I am wondering after Lola went to a Brazilian barbeque in D.C. he/she became a person living in Rio. Now, that Lola has gone to an Outback restaurant in D.C. will she claim to be an aboriginal from Australia? Because Brazil has gone down the toilet with its socialist policies, it is a little hard for Lola to point to Brazil as an example of a country to follow. Especially since it has stalled with a per capita income a small fraction of Mississippi.

Comment by Housing Analyst
2014-04-26 14:44:51

Lolz. Lola.. .the aboriginal transexual.

Comment by tj
2014-04-26 15:27:21

If the vast majority now don’t support armed rebellion (and they don’t)

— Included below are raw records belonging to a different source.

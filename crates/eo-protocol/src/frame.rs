//! ---
//! ems_section: "05-networking-external-interfaces"
//! ems_subsection: "module"
//! ems_type: "source"
//! ems_scope: "code"
//! ems_description: "Packet framing and checksum verification."
//! ems_version: "v0.0.0-prealpha"
//! ems_owner: "tbd"
//! ---
use crate::error::{ProtocolError, Result};

pub const PACKET_PREFIX: char = '+';
/// Fixed discovery body, part of the protocol.
pub const DISCOVER_BODY: &str = "5C";
pub const ADDRESS_LEN: usize = 8;
const CHECKSUM_LEN: usize = 2;
const PREFIX_LEN: usize = 1;

/// Commands understood by the charger controller.
#[derive(Debug, Clone, Copy, PartialEq, Eq)]
pub enum Command {
    SetLimit,
    Discover,
}

impl Command {
    pub fn code(self) -> char {
        match self {
            Command::SetLimit => '0',
            Command::Discover => '1',
        }
    }
}

/// Sum of the ASCII byte values modulo 256, as two upper-case hex digits.
pub fn checksum(text: &str) -> String {
    let sum = text.bytes().fold(0u8, |acc, byte| acc.wrapping_add(byte));
    format!("{:02X}", sum)
}

/// Check that the last two characters of `frame` are the checksum of the rest.
pub fn verify(frame: &str) -> bool {
    if frame.len() < CHECKSUM_LEN || !frame.is_ascii() {
        return false;
    }
    let (body, received) = frame.split_at(frame.len() - CHECKSUM_LEN);
    checksum(body).eq_ignore_ascii_case(received)
}

/// Assemble an outbound packet with its checksum. The terminator is the transport's job.
pub fn build_packet(command: Command, address: Option<&str>, payload: &str) -> String {
    let mut packet = String::with_capacity(1 + 1 + ADDRESS_LEN + payload.len() + CHECKSUM_LEN);
    packet.push(PACKET_PREFIX);
    packet.push(command.code());
    if let Some(address) = address {
        packet.push_str(address);
    }
    packet.push_str(payload);
    let sum = checksum(&packet);
    packet.push_str(&sum);
    packet
}

pub fn discover_packet() -> String {
    build_packet(Command::Discover, None, DISCOVER_BODY)
}

/// A reply whose checksum has been verified.
///
/// [`ResponseFrame::text`] keeps the one-character prefix and the checksum so that
/// telemetry offsets can index it directly.
#[derive(Debug, Clone, PartialEq, Eq)]
pub struct ResponseFrame {
    text: String,
}

impl ResponseFrame {
    /// Validate raw reply bytes: ASCII only, trailing line endings dropped, checksum intact.
    pub fn parse(raw: &[u8]) -> Result<Self> {
        if !raw.is_ascii() {
            return Err(ProtocolError::NonAscii);
        }
        let text = std::str::from_utf8(raw)
            .map_err(|_| ProtocolError::NonAscii)?
            .trim_end_matches(['\r', '\n', '\0']);
        if text.len() < PREFIX_LEN + CHECKSUM_LEN {
            return Err(ProtocolError::ShortFrame(text.len()));
        }
        let (body, received) = text.split_at(text.len() - CHECKSUM_LEN);
        let computed = checksum(body);
        if !computed.eq_ignore_ascii_case(received) {
            return Err(ProtocolError::Checksum {
                computed,
                received: received.to_owned(),
            });
        }
        Ok(Self {
            text: text.to_owned(),
        })
    }

    /// Full frame: prefix, body and checksum.
    pub fn text(&self) -> &str {
        &self.text
    }

    /// Payload between the prefix and the checksum.
    pub fn body(&self) -> &str {
        &self.text[PREFIX_LEN..self.text.len() - CHECKSUM_LEN]
    }

    pub fn checksum(&self) -> &str {
        &self.text[self.text.len() - CHECKSUM_LEN..]
    }
}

yeah, comrade, we know you don’t want to hear anything of that nature happening. makes your agenda a little tougher, doesn’t it?

But phoney baloney seems to be sleeping in today.

that’s ‘mr. scandals’ to you chump. normally he doesn’t post articles til later in the day.

Of course, Dannyboy is clocked in and throwing dust as usual.

yes, we know you’d like to run him off. too bad. i don’t think you’ll get it done. he’s smarter than you at every turn.

why so many names on this board? normally most people don’t try to hide who they are, but you do. i guess you want people to think that there are many more of you liberal dingbats out there than there are.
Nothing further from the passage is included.